The former sunken ballfield, which was filled with dirt to create additional space, has now been transformed into a fully equipped community. The site features 50 modular housing units, bathrooms, a community center, green space, and more, providing essential amenities for individuals experiencing homelessness.
County officials have praised the newly established permanent program as an alternative to the large congregate setting of the nearby Cares Campus shelter, recognizing that it may not be suitable for everyone.
The insulated units, known as ModPods, measure 8-by-8 feet and come furnished with a bed, shelves, heating and air conditioning, and electricity. Currently, 45 people are residing in these units, with five more individuals expected to join in the coming days.
Similar to the Cares Campus, the Safe Camp area permits individuals to bring their pets, which often serves as a barrier to finding suitable housing.
James Sparks, who previously lived in a tent east of Sparks, shared his positive experience after relocating to the Safe Camp. He now resides in a ModPod with his beloved 14-year-old dog, Mikey.
“I’m thankful that they have a place that will take him,” Sparks expressed, emphasizing the importance of keeping his loyal companion by his side. “I ain’t going nowhere without him.”
The secure site is exclusively accessible to Safe Camp residents, providing an added sense of security for individuals like Sparks, who value the privacy and protection of their personal belongings.
Each ModPod cost the county $13,000, while the total investment in infrastructure improvements for the Safe Camp reaches $5.25 million. Funding sources include contributions from the state, county, Reno and Sparks, federal relief funds, and private donations.
Grant Denton, the founder of the nonprofit Karma Box Project, which operates the Safe Camp, highlighted the significance of this alternative housing option for individuals who may not thrive in a traditional shelter environment.
“Some folks will not succeed in the shelter, can’t be around other folks, need a specific type of setting, and so this is for those kind of folks that haven’t succeeded in other models,” Denton explained.

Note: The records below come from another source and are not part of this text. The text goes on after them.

//! HTTP and WebSocket handlers of the heartbeat server

pub mod health;
pub mod heartbeat;
pub mod metrics;

pub use health::{health_check, HealthState};
pub use heartbeat::{ws_health_handler, HeartbeatState, HEARTBEAT_PAYLOAD};
pub use metrics::{prometheus_metrics, MetricsState};
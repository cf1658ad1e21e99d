//! Configuration module
//!
//! Reads `config.toml` (default `~/.config/backend-health/config.toml`).
//! Every section and field is optional; missing values fall back to the
//! defaults below. `HEALTH_API_URL` / `HEALTH_WS_URL` override the backend
//! addresses after the file is read.

use std::path::{Path, PathBuf};
use std::time::Duration;

use serde::Deserialize;

use crate::domain::ConfigError;

/// Path suffix of the heartbeat endpoint
pub const HEALTH_WS_PATH: &str = "/ws/health";

/// Environment variable overriding the config file path
pub const CONFIG_PATH_ENV: &str = "BACKEND_HEALTH_CONFIG";

const API_URL_ENV: &str = "HEALTH_API_URL";
const WS_URL_ENV: &str = "HEALTH_WS_URL";

/// Default config location: `<config dir>/backend-health/config.toml`
pub fn default_config_path() -> PathBuf {
    dirs_next::config_dir()
        .unwrap_or_else(|| PathBuf::from("."))
        .join("backend-health")
        .join("config.toml")
}

#[derive(Debug, Clone, Default, Deserialize)]
#[serde(default)]
pub struct AppConfig {
    pub backend: BackendConfig,
    pub monitor: MonitorConfig,
    pub server: ServerConfig,
    pub logging: LoggingConfig,
}

impl AppConfig {
    /// Load from `path`. A missing file yields the defaults.
    pub fn load(path: &Path) -> Result<Self, ConfigError> {
        let mut config = match std::fs::read_to_string(path) {
            Ok(raw) => Self::from_toml(&raw)?,
            Err(e) if e.kind() == std::io::ErrorKind::NotFound => Self::default(),
            Err(source) => {
                return Err(ConfigError::Io {
                    path: path.to_path_buf(),
                    source,
                })
            }
        };
        config.apply_env_overrides();
        config.validate()?;
        Ok(config)
    }

    pub fn from_toml(raw: &str) -> Result<Self, ConfigError> {
        Ok(toml::from_str(raw)?)
    }

    fn apply_env_overrides(&mut self) {
        if let Ok(url) = std::env::var(API_URL_ENV) {
            if !url.trim().is_empty() {
                self.backend.api_url = url;
            }
        }
        if let Ok(url) = std::env::var(WS_URL_ENV) {
            if !url.trim().is_empty() {
                self.backend.ws_url = Some(url);
            }
        }
    }

    pub fn validate(&self) -> Result<(), ConfigError> {
        if self.backend.api_url.trim().is_empty() && self.backend.ws_url.is_none() {
            return Err(ConfigError::Invalid("backend.api_url is empty".into()));
        }
        let durations = [
            ("monitor.heartbeat_timeout_ms", self.monitor.heartbeat_timeout_ms),
            ("monitor.reconnect_delay_ms", self.monitor.reconnect_delay_ms),
            ("monitor.restored_banner_ms", self.monitor.restored_banner_ms),
            ("server.heartbeat_interval_ms", self.server.heartbeat_interval_ms),
        ];
        for (name, value) in durations {
            if value == 0 {
                return Err(ConfigError::Invalid(format!("{} must be > 0", name)));
            }
        }
        Ok(())
    }
}

/// Where the backend lives
#[derive(Debug, Clone, Deserialize)]
#[serde(default)]
pub struct BackendConfig {
    /// HTTP base address of the backend API
    pub api_url: String,
    /// Streaming base address; derived from `api_url` when absent
    pub ws_url: Option<String>,
}

impl BackendConfig {
    /// Full heartbeat endpoint URL.
    ///
    /// `ws_url` wins when set; otherwise the leading `http` of `api_url`
    /// becomes `ws` (so `https` maps to `wss`).
    pub fn health_ws_url(&self) -> String {
        let base = match &self.ws_url {
            Some(ws) if !ws.trim().is_empty() => ws.trim().to_string(),
            _ => {
                let api = self.api_url.trim();
                match api.strip_prefix("http") {
                    Some(rest) => format!("ws{}", rest),
                    None => api.to_string(),
                }
            }
        };
        format!("{}{}", base.trim_end_matches('/'), HEALTH_WS_PATH)
    }
}

impl Default for BackendConfig {
    fn default() -> Self {
        Self {
            api_url: "http://localhost:8000".to_string(),
            ws_url: None,
        }
    }
}

/// Timing of the connection health monitor
#[derive(Debug, Clone, Deserialize)]
#[serde(default)]
pub struct MonitorConfig {
    /// No heartbeat for this long means the backend is offline
    pub heartbeat_timeout_ms: u64,
    /// Fixed delay before reopening a closed channel
    pub reconnect_delay_ms: u64,
    /// How long the "connection restored" view is shown
    pub restored_banner_ms: u64,
}

impl MonitorConfig {
    pub fn heartbeat_timeout(&self) -> Duration {
        Duration::from_millis(self.heartbeat_timeout_ms)
    }

    pub fn reconnect_delay(&self) -> Duration {
        Duration::from_millis(self.reconnect_delay_ms)
    }

    pub fn restored_banner(&self) -> Duration {
        Duration::from_millis(self.restored_banner_ms)
    }
}

impl Default for MonitorConfig {
    fn default() -> Self {
        Self {
            heartbeat_timeout_ms: 6_000,
            reconnect_delay_ms: 3_000,
            restored_banner_ms: 400,
        }
    }
}

/// Heartbeat server settings
#[derive(Debug, Clone, Deserialize)]
#[serde(default)]
pub struct ServerConfig {
    pub host: String,
    pub port: u16,
    /// Interval between heartbeat frames sent to each client
    pub heartbeat_interval_ms: u64,
    /// Graceful shutdown timeout in seconds
    pub shutdown_timeout: u64,
}

impl ServerConfig {
    pub fn address(&self) -> String {
        format!("{}:{}", self.host, self.port)
    }

    pub fn heartbeat_interval(&self) -> Duration {
        Duration::from_millis(self.heartbeat_interval_ms)
    }
}

impl Default for ServerConfig {
    fn default() -> Self {
        Self {
            host: "0.0.0.0".to_string(),
            port: 8000,
            heartbeat_interval_ms: 3_000,
            shutdown_timeout: 30,
        }
    }
}

#[derive(Debug, Clone, Deserialize)]
#[serde(default)]
pub struct LoggingConfig {
    /// trace, debug, info, warn, error (or any EnvFilter directive)
    pub level: String,
    /// "pretty" or "json"
    pub format: String,
}

impl Default for LoggingConfig {
    fn default() -> Self {
        Self {
            level: "info".to_string(),
            format: "pretty".to_string(),
        }
    }
}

On average, 2-3 residents from the Safe Camp are placed into permanent housing each month, according to Dana Search, Washoe County’s housing and homeless services manager. This placement rate aligns with the success rate at the Cares Campus, where 30-33 residents secure permanent housing monthly. The Cares Campus has a capacity of 549 individuals.
Searcy and Denton emphasized that the Safe Camp model caters to a distinct population, providing housing opportunities for individuals who might not have found accommodation through other means.
While the construction is complete, there is still one acre of undeveloped land at the site. County leaders have yet to determine what will be built on this space, leaving room for future expansion and improvements to support the needs of the homeless population further.